EXTRACTED DATA —

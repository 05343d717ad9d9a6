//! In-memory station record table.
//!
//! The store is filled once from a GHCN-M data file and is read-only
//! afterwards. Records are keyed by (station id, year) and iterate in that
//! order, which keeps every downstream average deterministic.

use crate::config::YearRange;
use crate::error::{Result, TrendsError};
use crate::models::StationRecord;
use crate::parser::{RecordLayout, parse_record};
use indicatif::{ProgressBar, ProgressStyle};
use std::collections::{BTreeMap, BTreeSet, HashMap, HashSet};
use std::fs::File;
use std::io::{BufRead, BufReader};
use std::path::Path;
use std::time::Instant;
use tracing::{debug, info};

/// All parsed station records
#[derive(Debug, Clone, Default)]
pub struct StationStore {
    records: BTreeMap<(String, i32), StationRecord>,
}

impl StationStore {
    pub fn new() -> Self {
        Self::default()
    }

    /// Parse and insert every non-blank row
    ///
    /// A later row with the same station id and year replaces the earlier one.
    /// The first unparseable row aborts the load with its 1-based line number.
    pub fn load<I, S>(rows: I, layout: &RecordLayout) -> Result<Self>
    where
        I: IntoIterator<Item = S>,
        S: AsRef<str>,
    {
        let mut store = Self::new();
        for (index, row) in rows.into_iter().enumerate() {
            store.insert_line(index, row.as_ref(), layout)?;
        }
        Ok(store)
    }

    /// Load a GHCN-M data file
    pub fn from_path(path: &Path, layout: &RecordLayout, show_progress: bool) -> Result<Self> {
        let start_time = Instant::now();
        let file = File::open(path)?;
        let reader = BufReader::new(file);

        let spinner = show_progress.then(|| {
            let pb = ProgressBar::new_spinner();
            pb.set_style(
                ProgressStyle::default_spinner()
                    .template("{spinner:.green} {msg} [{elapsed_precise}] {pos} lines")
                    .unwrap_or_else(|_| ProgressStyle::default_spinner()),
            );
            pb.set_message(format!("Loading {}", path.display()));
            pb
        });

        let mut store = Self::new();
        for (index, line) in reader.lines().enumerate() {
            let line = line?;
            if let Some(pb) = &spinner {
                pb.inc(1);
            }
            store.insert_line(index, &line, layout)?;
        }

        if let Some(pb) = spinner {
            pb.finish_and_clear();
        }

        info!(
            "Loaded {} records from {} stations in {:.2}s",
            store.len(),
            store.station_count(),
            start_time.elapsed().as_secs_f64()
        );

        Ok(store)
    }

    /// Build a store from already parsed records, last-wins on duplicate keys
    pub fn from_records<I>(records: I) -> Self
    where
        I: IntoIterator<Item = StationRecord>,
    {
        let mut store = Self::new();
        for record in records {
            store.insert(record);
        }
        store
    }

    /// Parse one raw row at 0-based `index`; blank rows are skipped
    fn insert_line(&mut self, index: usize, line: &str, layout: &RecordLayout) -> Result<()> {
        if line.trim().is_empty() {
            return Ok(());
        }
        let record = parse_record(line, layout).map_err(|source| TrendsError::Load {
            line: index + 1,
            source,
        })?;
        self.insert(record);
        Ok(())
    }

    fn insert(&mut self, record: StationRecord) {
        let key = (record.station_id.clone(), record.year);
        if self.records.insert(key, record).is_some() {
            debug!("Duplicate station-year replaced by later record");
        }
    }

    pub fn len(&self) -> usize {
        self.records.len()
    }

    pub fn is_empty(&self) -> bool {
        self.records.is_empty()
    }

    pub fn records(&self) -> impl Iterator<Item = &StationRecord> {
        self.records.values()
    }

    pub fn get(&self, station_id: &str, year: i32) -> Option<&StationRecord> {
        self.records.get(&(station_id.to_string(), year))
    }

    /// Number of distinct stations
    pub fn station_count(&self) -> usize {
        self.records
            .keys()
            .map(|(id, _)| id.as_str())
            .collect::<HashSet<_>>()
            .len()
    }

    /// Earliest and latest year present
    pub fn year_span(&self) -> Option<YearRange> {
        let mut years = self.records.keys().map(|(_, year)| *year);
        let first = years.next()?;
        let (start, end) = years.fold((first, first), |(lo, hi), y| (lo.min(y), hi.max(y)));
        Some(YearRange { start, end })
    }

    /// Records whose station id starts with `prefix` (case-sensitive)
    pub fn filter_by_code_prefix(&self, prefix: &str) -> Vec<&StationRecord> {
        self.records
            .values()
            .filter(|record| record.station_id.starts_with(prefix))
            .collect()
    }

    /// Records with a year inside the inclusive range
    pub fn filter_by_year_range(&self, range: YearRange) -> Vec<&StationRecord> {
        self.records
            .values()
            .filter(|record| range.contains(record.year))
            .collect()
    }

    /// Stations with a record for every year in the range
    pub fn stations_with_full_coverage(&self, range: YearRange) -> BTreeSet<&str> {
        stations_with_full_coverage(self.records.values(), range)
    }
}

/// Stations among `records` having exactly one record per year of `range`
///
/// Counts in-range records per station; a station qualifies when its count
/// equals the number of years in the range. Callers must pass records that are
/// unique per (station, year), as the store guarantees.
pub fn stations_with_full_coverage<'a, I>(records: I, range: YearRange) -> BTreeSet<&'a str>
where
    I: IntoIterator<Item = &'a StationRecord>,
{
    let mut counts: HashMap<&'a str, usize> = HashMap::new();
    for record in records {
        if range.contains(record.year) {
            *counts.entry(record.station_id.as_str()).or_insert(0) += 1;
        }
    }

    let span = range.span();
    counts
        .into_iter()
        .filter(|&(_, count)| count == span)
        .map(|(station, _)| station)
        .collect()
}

ASSIGNMENT — An exact copy of every record is what the answer must contain.

SOLUTION TO THE PROBLEM —
repository 05343d717ad9d9a6
//! In-memory station record table.
//!
//! The store is filled once from a GHCN-M data file and is read-only
//! afterwards. Records are keyed by (station id, year) and iterate in that
//! order, which keeps every downstream average deterministic.

use crate::config::YearRange;
use crate::error::{Result, TrendsError};
use crate::models::StationRecord;
use crate::parser::{RecordLayout, parse_record};
use indicatif::{ProgressBar, ProgressStyle};
use std::collections::{BTreeMap, BTreeSet, HashMap, HashSet};
use std::fs::File;
use std::io::{BufRead, BufReader};
use std::path::Path;
use std::time::Instant;
use tracing::{debug, info};

/// All parsed station records
#[derive(Debug, Clone, Default)]
pub struct StationStore {
    records: BTreeMap<(String, i32), StationRecord>,
}

impl StationStore {
    pub fn new() -> Self {
        Self::default()
    }

    /// Parse and insert every non-blank row
    ///
    /// A later row with the same station id and year replaces the earlier one.
    /// The first unparseable row aborts the load with its 1-based line number.
    pub fn load<I, S>(rows: I, layout: &RecordLayout) -> Result<Self>
    where
        I: IntoIterator<Item = S>,
        S: AsRef<str>,
    {
        let mut store = Self::new();
        for (index, row) in rows.into_iter().enumerate() {
            store.insert_line(index, row.as_ref(), layout)?;
        }
        Ok(store)
    }

    /// Load a GHCN-M data file
    pub fn from_path(path: &Path, layout: &RecordLayout, show_progress: bool) -> Result<Self> {
        let start_time = Instant::now();
        let file = File::open(path)?;
        let reader = BufReader::new(file);

        let spinner = show_progress.then(|| {
            let pb = ProgressBar::new_spinner();
            pb.set_style(
                ProgressStyle::default_spinner()
                    .template("{spinner:.green} {msg} [{elapsed_precise}] {pos} lines")
                    .unwrap_or_else(|_| ProgressStyle::default_spinner()),
            );
            pb.set_message(format!("Loading {}", path.display()));
            pb
        });

        let mut store = Self::new();
        for (index, line) in reader.lines().enumerate() {
            let line = line?;
            if let Some(pb) = &spinner {
                pb.inc(1);
            }
            store.insert_line(index, &line, layout)?;
        }

        if let Some(pb) = spinner {
            pb.finish_and_clear();
        }

        info!(
            "Loaded {} records from {} stations in {:.2}s",
            store.len(),
            store.station_count(),
            start_time.elapsed().as_secs_f64()
        );

        Ok(store)
    }

    /// Build a store from already parsed records, last-wins on duplicate keys
    pub fn from_records<I>(records: I) -> Self
    where
        I: IntoIterator<Item = StationRecord>,
    {
        let mut store = Self::new();
        for record in records {
            store.insert(record);
        }
        store
    }

    /// Parse one raw row at 0-based `index`; blank rows are skipped
    fn insert_line(&mut self, index: usize, line: &str, layout: &RecordLayout) -> Result<()> {
        if line.trim().is_empty() {
            return Ok(());
        }
        let record = parse_record(line, layout).map_err(|source| TrendsError::Load {
            line: index + 1,
            source,
        })?;
        self.insert(record);
        Ok(())
    }

    fn insert(&mut self, record: StationRecord) {
        let key = (record.station_id.clone(), record.year);
        if self.records.insert(key, record).is_some() {
            debug!("Duplicate station-year replaced by later record");
        }
    }

    pub fn len(&self) -> usize {
        self.records.len()
    }

    pub fn is_empty(&self) -> bool {
        self.records.is_empty()
    }

    pub fn records(&self) -> impl Iterator<Item = &StationRecord> {
        self.records.values()
    }

    pub fn get(&self, station_id: &str, year: i32) -> Option<&StationRecord> {
        self.records.get(&(station_id.to_string(), year))
    }

    /// Number of distinct stations
    pub fn station_count(&self) -> usize {
        self.records
            .keys()
            .map(|(id, _)| id.as_str())
            .collect::<HashSet<_>>()
            .len()
    }

    /// Earliest and latest year present
    pub fn year_span(&self) -> Option<YearRange> {
        let mut years = self.records.keys().map(|(_, year)| *year);
        let first = years.next()?;
        let (start, end) = years.fold((first, first), |(lo, hi), y| (lo.min(y), hi.max(y)));
        Some(YearRange { start, end })
    }

    /// Records whose station id starts with `prefix` (case-sensitive)
    pub fn filter_by_code_prefix(&self, prefix: &str) -> Vec<&StationRecord> {
        self.records
            .values()
            .filter(|record| record.station_id.starts_with(prefix))
            .collect()
    }

    /// Records with a year inside the inclusive range
    pub fn filter_by_year_range(&self, range: YearRange) -> Vec<&StationRecord> {
        self.records
            .values()
            .filter(|record| range.contains(record.year))
            .collect()
    }

    /// Stations with a record for every year in the range
    pub fn stations_with_full_coverage(&self, range: YearRange) -> BTreeSet<&str> {
        stations_with_full_coverage(self.records.values(), range)
    }
}

/// Stations among `records` having exactly one record per year of `range`
///
/// Counts in-range records per station; a station qualifies when its count
/// equals the number of years in the range. Callers must pass records that are
/// unique per (station, year), as the store guarantees.
pub fn stations_with_full_coverage<'a, I>(records: I, range: YearRange) -> BTreeSet<&'a str>
where
    I: IntoIterator<Item = &'a StationRecord>,
{
    let mut counts: HashMap<&'a str, usize> = HashMap::new();
    for record in records {
        if range.contains(record.year) {
            *counts.entry(record.station_id.as_str()).or_insert(0) += 1;
        }
    }

    let span = range.span();
    counts
        .into_iter()
        .filter(|&(_, count)| count == span)
        .map(|(station, _)| station)
        .collect()
}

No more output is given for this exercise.